The contrast suppression index depends on differences in contrast sensitivity depending on the orientation of the surround, suggesting an early cortical locus (Yoon et al.,
2010; Zenger-Landolt & Heeger,
2003). Its spatial-frequency tuning (Serrano-Pedraza et al.,
2012) also agrees with the properties of V1 neurons (Blakemore & Tobin,
1972; Cavanaugh, Bair, & Movshon,
2002; DeAngelis, Robson, & Freeman,
1992). This antagonism is believed to be implemented by feedback projections from extrastriate cortex, mediated by inhibitory projections from nearby interneurons (Alitto & Dan,
2010). In contrast, the motion suppression index has been advanced as a perceptual correlate of center–surround antagonism in cortical area MT (Betts et al.,
2012; Churan, Khawaja, Tsui, & Pack,
2008; Tadin et al.,
2003). Thus, one possible explanation of our results is that, while previous authors have been correct in postulating that the contrast and motion suppression indices reflect the strength of inhibition in cortical areas V1 and MT respectively, the strengths of inhibition in these two areas are not correlated with one another across individuals. It may be that both indices reflect the concentration of GABA in a particular cortical area but that these different areal GABA concentrations change independent of each other.

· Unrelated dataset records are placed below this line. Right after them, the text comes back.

use thiserror::Error as ThisError;

/// Result type for upload client operations.
pub type Result<T> = std::result::Result<T, Error>;

/// Errors that can occur while presigning or uploading.
///
/// The first two variants are the domain failures of the upload flow. Everything
/// below them is passed through from the transport, the filesystem or the JSON
/// decoder without being rewrapped.
#[derive(ThisError, Debug)]
pub enum Error {
    /// The presign backend did not return a usable URL
    #[error("Failed to obtain upload URL")]
    PresignRequestFailed,

    /// The storage write returned a non-2xx status
    #[error("Error occurred during upload")]
    UploadFailed { status: u16 },

    /// The presign backend answered with a non-2xx status
    #[error("Presign endpoint returned HTTP {status}")]
    PresignStatus { status: u16 },

    /// The presign backend returned something that is not an absolute URL
    #[error("Invalid signed URL '{url}': {source}")]
    InvalidSignedUrl {
        url: String,
        #[source]
        source: url::ParseError,
    },

    /// Invalid local input or configuration
    #[error("Invalid input: {0}")]
    InvalidInput(String),

    #[error(transparent)]
    Http(#[from] reqwest::Error),

    #[error(transparent)]
    Json(#[from] serde_json::Error),

    #[error(transparent)]
    Io(#[from] std::io::Error),

    /// Unexpected error with full context chain
    #[error(transparent)]
    Other(#[from] anyhow::Error),
}

impl Error {
    /// HTTP status carried by the error, if the remote side answered at all.
    pub fn status_code(&self) -> Option<u16> {
        match self {
            Error::UploadFailed { status } | Error::PresignStatus { status } => Some(*status),
            Error::Http(e) => e.status().map(|s| s.as_u16()),
            _ => None,
        }
    }
}
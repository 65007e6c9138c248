//! Client for direct-to-storage uploads through presigned URLs.
//!
//! The flow has two steps, each a single HTTP exchange:
//! - ask a presign backend for a signed URL for an object name (`GET ?objectName=...`)
//! - `PUT` the file's bytes to that URL
//!
//! Failures are returned as [`Error`]; nothing is retried.
//!
//! # Example
//! ```no_run
//! use ossup::{LocalFile, OssClient, PresignConfig};
//!
//! # async fn run() -> anyhow::Result<()> {
//! let client = OssClient::from_config(PresignConfig::default());
//! let file = LocalFile::new("report.pdf")?;
//!
//! let signed_url = client.upload(&file).await?;
//! println!("uploaded to {signed_url}");
//! # Ok(())
//! # }
//! ```

pub mod client;
pub mod config;
pub mod error;
pub mod file;
pub mod http;
pub mod signed_url;
pub mod telemetry;

#[cfg(test)]
mod test;

// Re-export commonly used types
pub use client::OssClient;
pub use config::{Config, PresignConfig};
pub use error::{Error, Result};
pub use file::{FileSource, InMemoryFile, LocalFile};
pub use http::{HttpClient, HttpResponse, MockHttpClient, ReqwestHttpClient};
pub use signed_url::SignedUrl;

This is not necessarily at odds with the fact that both indices have been shown to be reduced in patients with schizophrenia. For example, it could be that the two indices are affected both by some global parameter
G controlling the strength of inhibition all over visual cortex, but also by some local parameter
L which varies between cortical areas as well as between individuals. Under this model, our results imply that the variance of
L, across cortical areas V1/MT and healthy individuals, is large compared to the variance of
G across healthy individuals, resulting in no correlation between the two suppression indices. The results from the clinical studies imply that the variance of
G between patients with schizophrenia and healthy individuals is large. We would then expect to observe a positive correlation between our two suppression indices across a population containing a large enough variance in
G—e.g., containing both healthy individuals and patients with severe schizophrenia. This prediction has not yet been tested.